-- YOUR OBJECTIVE --
Set out exactly, line by line, the stretch of data below that begins at the line containing "first, then no" and ends at the line containing "first.is_ascii_alphabetic()", with both ends kept.

= = = = =

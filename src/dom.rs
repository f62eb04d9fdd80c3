//! DOM Operations Adapter
//!
//! The primitive element operations the wrapper composes, implemented on top of
//! the `dom_query` crate. Every function here addresses a single `NodeRef`; the
//! chainable surface lives in [`crate::html`].

// Re-export core types for external use
pub use dom_query::{Document, Matcher, NodeId, NodeRef, Selection};

pub use tendril::StrTendril;

use tracing::debug;

use crate::error::{Error, Result};

// === Attribute Operations ===

/// Get any attribute value
#[inline]
#[must_use]
pub fn get_attribute(node: &NodeRef, name: &str) -> Option<String> {
    node.attr(name).map(|s| s.to_string())
}

/// Set an attribute value
#[inline]
pub fn set_attribute(node: &NodeRef, name: &str, value: &str) {
    node.set_attr(name, value);
}

/// Check if attribute exists
#[inline]
#[must_use]
pub fn has_attribute(node: &NodeRef, name: &str) -> bool {
    node.has_attr(name)
}

/// Remove an attribute
#[inline]
pub fn remove_attribute(node: &NodeRef, name: &str) {
    node.remove_attr(name);
}

/// Get all attributes as key-value pairs, in source order.
#[must_use]
pub fn get_all_attributes(node: &NodeRef) -> Vec<(String, String)> {
    node.attrs()
        .iter()
        .map(|attr| (attr.name.local.to_string(), attr.value.to_string()))
        .collect()
}

// === Class List ===

/// Whether the element's class list contains `name`.
#[must_use]
pub fn has_class(node: &NodeRef, name: &str) -> bool {
    node.attr("class")
        .is_some_and(|classes| classes.split_ascii_whitespace().any(|c| c == name))
}

/// A class token must be non-empty and free of ASCII whitespace.
#[must_use]
pub fn is_valid_class_token(name: &str) -> bool {
    !name.is_empty() && !name.contains(|c: char| c.is_ascii_whitespace())
}

fn checked_token(name: &str) -> bool {
    let valid = is_valid_class_token(name);
    if !valid {
        debug!(class = name, "ignoring class name that is not a single token");
    }
    valid
}

/// Idempotent add. Names that are not a single token are ignored.
pub fn add_class(node: &NodeRef, name: &str) {
    if checked_token(name) && !has_class(node, name) {
        node.add_class(name);
    }
}

/// Idempotent remove. Names that are not a single token are ignored.
pub fn remove_class(node: &NodeRef, name: &str) {
    if checked_token(name) && has_class(node, name) {
        node.remove_class(name);
    }
}

/// Flip membership of `name`. Returns the new membership state, or `None`
/// when `name` is not a single token and nothing changed.
pub fn toggle_class(node: &NodeRef, name: &str) -> Option<bool> {
    if !checked_token(name) {
        return None;
    }
    if has_class(node, name) {
        node.remove_class(name);
        Some(false)
    } else {
        node.add_class(name);
        Some(true)
    }
}

// === Tag/Node Information ===

/// Get tag name (lowercase)
#[must_use]
pub fn tag_name(node: &NodeRef) -> Option<String> {
    node.node_name().map(|t| t.to_ascii_lowercase())
}

/// Check a tag name the way `createElement` does: a letter first, then no
/// whitespace, markup delimiters or quotes.
#[must_use]
pub fn is_valid_tag_name(name: &str) -> bool {
    let mut chars = name.chars();
    let Some(first) = chars.next() else {
        return false;
    };
    first.is_ascii_alphabetic()
        && chars.all(|c| {
            !c.is_whitespace() && !matches!(c, '<' | '>' | '/' | '=' | '"' | '\'' | '`' | '\0')
        })
}

// === Text Content ===

/// Get all text content of node and descendants
///
/// Returns `StrTendril` for zero-copy passing.
#[inline]
#[must_use]
pub fn text_content(node: &NodeRef) -> StrTendril {
    node.text()
}

/// Replace all children with a single text node.
#[inline]
pub fn set_text(node: &NodeRef, text: &str) {
    node.set_text(text);
}

/// Get inner HTML content
#[inline]
#[must_use]
pub fn inner_html(node: &NodeRef) -> StrTendril {
    node.inner_html()
}

/// Replace all children with parsed markup. No escaping is applied.
#[inline]
pub fn set_inner_html(node: &NodeRef, html: &str) {
    node.set_html(html);
}

/// Get outer HTML content
#[inline]
#[must_use]
pub fn outer_html(node: &NodeRef) -> StrTendril {
    node.html()
}

// === Querying ===

/// Parse a CSS selector.
pub fn compile_selector(selector: &str) -> Result<Matcher> {
    Matcher::new(selector).map_err(|_| Error::InvalidSelector(selector.to_string()))
}

/// First descendant of `scope` matching `matcher`, in document order.
#[must_use]
pub fn query_selector<'a>(scope: &NodeRef<'a>, matcher: &Matcher) -> Option<NodeRef<'a>> {
    Selection::from(scope.clone())
        .select_single_matcher(matcher)
        .nodes()
        .first()
        .cloned()
}

/// All descendants of `scope` matching `matcher`, in document order.
#[must_use]
pub fn query_selector_all<'a>(scope: &NodeRef<'a>, matcher: &Matcher) -> Vec<NodeRef<'a>> {
    Selection::from(scope.clone())
        .select_matcher(matcher)
        .nodes()
        .to_vec()
}

// === Tree Navigation ===

/// Parent element, or `None` for detached elements and the document node.
#[must_use]
pub fn parent_element<'a>(node: &NodeRef<'a>) -> Option<NodeRef<'a>> {
    node.parent().filter(NodeRef::is_element)
}

/// Whether `node` is `ancestor` or lies in its subtree.
#[must_use]
pub fn contains(ancestor: &NodeRef, node: &NodeRef) -> bool {
    let mut cursor = Some(node.clone());
    while let Some(current) = cursor {
        if current.id == ancestor.id {
            return true;
        }
        cursor = current.parent();
    }
    false
}

/// Whether two nodes live in the same document arena.
#[must_use]
pub fn same_tree(a: &NodeRef, b: &NodeRef) -> bool {
    std::ptr::eq(a.tree, b.tree)
}

/// Topmost ancestor of `node` (the node itself when detached).
#[must_use]
pub fn tree_root<'a>(node: &NodeRef<'a>) -> NodeRef<'a> {
    let mut current = node.clone();
    while let Some(parent) = current.parent() {
        current = parent;
    }
    current
}

// === Tree Manipulation ===

fn check_hierarchy(parent: &NodeRef, child: &NodeRef) -> Result<()> {
    if !same_tree(parent, child) {
        return Err(Error::WrongDocument {
            child: tag_name(child).unwrap_or_default(),
        });
    }
    if contains(child, parent) {
        return Err(Error::HierarchyRequest {
            child: tag_name(child).unwrap_or_default(),
        });
    }
    Ok(())
}

/// Move `child` to the end of `parent`'s children.
pub fn append_child(parent: &NodeRef, child: &NodeRef) -> Result<()> {
    check_hierarchy(parent, child)?;
    child.remove_from_parent();
    parent.append_child(child);
    Ok(())
}

/// Move `child` to the front of `parent`'s children.
pub fn prepend_child(parent: &NodeRef, child: &NodeRef) -> Result<()> {
    check_hierarchy(parent, child)?;
    child.remove_from_parent();
    parent.prepend_child(child);
    Ok(())
}

/// Detach an element from its parent. The node stays alive in the tree arena.
#[inline]
pub fn remove(node: &NodeRef) {
    node.remove_from_parent();
}

/// Direct element children, in order.
#[must_use]
pub fn element_children<'a>(node: &NodeRef<'a>) -> Vec<NodeRef<'a>> {
    node.children().into_iter().filter(NodeRef::is_element).collect()
}

// === Parsing ===

/// Parse HTML string into document
#[inline]
#[must_use]
pub fn parse(html: &str) -> Document {
    Document::from(html)
}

= = = = =

-- REPLY --
/// Check a tag name the way `createElement` does: a letter first, then no
/// whitespace, markup delimiters or quotes.
#[must_use]
pub fn is_valid_tag_name(name: &str) -> bool {
    let mut chars = name.chars();
    let Some(first) = chars.next() else {
        return false;
    };
    first.is_ascii_alphabetic()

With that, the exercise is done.